A quick note for Mac users: OpenMP
If you want work on a Mac at home, you need a version of gcc compiled with openMP support: You can go to hpc.sourceforge.net and download gcc 4.7 4.8 4.9 depending on your OS version. You will have to extract the archive and update the PATH variable to include the new gcc. You still have to report the results for a capital machine from the cs department!
  1. Log into one of the capital machines.
    1. Choose a machine from the list of capital machines:( machines list ).
    2. Secure shell (ssh) into a capital machine (e.g. ssh yourname@denver.cs.colostate.edu).
    3. Check to see how busy the machine is. You want to run on a quiet machine. These machines have one CPU with eight hyperthreaded cores. Use "who" to find out whether there are other users, or "top" to find out what the processor is doing.
  2. Download and untar the provided mand.tar file.
  3. Study the makefile and the mandelbrot.c code. Study the way it times the program. This is an OMP program; study the parallelized for loop.
  4. Compile (using the makefile) and run
    mandSEQ 1000
    mandOMP 1000
  5. Vary the number of threads being used: for p = 1, 2, 3, 4, 5, 6, 7, and 8.
    csh: setenv OMP_NUM_THREADS p
    bash: export OMP_NUM_THREADS=p

2. Collect Parallel Performance Data

  1. Run each case 5 times.
  2. Record execution itmes in a file: "resultsMachinename.txt"
  3. Analyze your data and prepare for discussion:
    1. Contrast the execution times for mandSEQ and mandOMP for OMP_NUM_THREADS=1. Write down an explaination of what you see and why you think it is happening.

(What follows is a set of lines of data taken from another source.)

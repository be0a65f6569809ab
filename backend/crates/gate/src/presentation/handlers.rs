//! HTTP Handlers
//!
//! Translate between axum requests and the transport-agnostic pipeline.

use crate::application::pipeline::Pipeline;
use crate::domain::capability::CapabilityIssuer;
use crate::domain::context::GateRequest;
use crate::domain::response::GateResponse;
use axum::body::Body;
use axum::extract::{ConnectInfo, Request, State};
use axum::response::{IntoResponse, Response};
use http_body_util::LengthLimitError;
use kernel::error::app_error::ResultExt;
use kernel::error::kind::ErrorKind;
use platform::client::extract_client_ip;
use std::error::Error;
use std::net::SocketAddr;
use std::sync::Arc;

/// Catch-all handler: every method and path goes through the pipeline
pub async fn handle_request<I>(
    State(pipeline): State<Arc<Pipeline<I>>>,
    request: Request,
) -> Response
where
    I: CapabilityIssuer + Send + Sync + 'static,
{
    let (parts, body) = request.into_parts();

    let direct_ip = parts
        .extensions
        .get::<ConnectInfo<SocketAddr>>()
        .map(|info| info.0.ip());
    let client_ip = extract_client_ip(&parts.headers, direct_ip);

    let body = axum::body::to_bytes(body, pipeline.config().max_body_bytes).await;
    let (kind, message) = match &body {
        Err(e) if exceeds_limit(e) => (ErrorKind::PayloadTooLarge, "Request body too large"),
        _ => (ErrorKind::BadRequest, "Failed to read request body"),
    };
    let body = match body.map_app_err(kind, message) {
        Ok(bytes) => bytes.to_vec(),
        Err(e) => {
            tracing::warn!(error = ?e, "Request body rejected");
            return e.into_response();
        }
    };

    let request = GateRequest {
        method: parts.method,
        path: parts.uri.path().to_string(),
        headers: parts.headers,
        body,
        client_ip,
    };

    pipeline.handle(request).await.into_response()
}

/// Whether a body read stopped at the configured size limit
fn exceeds_limit(err: &axum::Error) -> bool {
    err.source().is_some_and(|inner| inner.is::<LengthLimitError>())
}

impl IntoResponse for GateResponse {
    fn into_response(self) -> Response {
        let mut response = Response::new(Body::from(self.body));
        *response.status_mut() = self.status;
        *response.headers_mut() = self.headers;
        response
    }
}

    2. Make observations about the collected data including:
      How many decimal digits are significant?
      How variable are the execution times?
    3. Summarize your data using the median.
    4. Build a table with a row for each p containing the speedups you see for p=1, 2, ... , 8?
    5. Plot the number of threads, time, speedup and efficiency. You can use any plotting tool, or plot by hand. What do you observe? Can you explain your observations?
In discussion 1 you will report your results and discuss your observations with your group.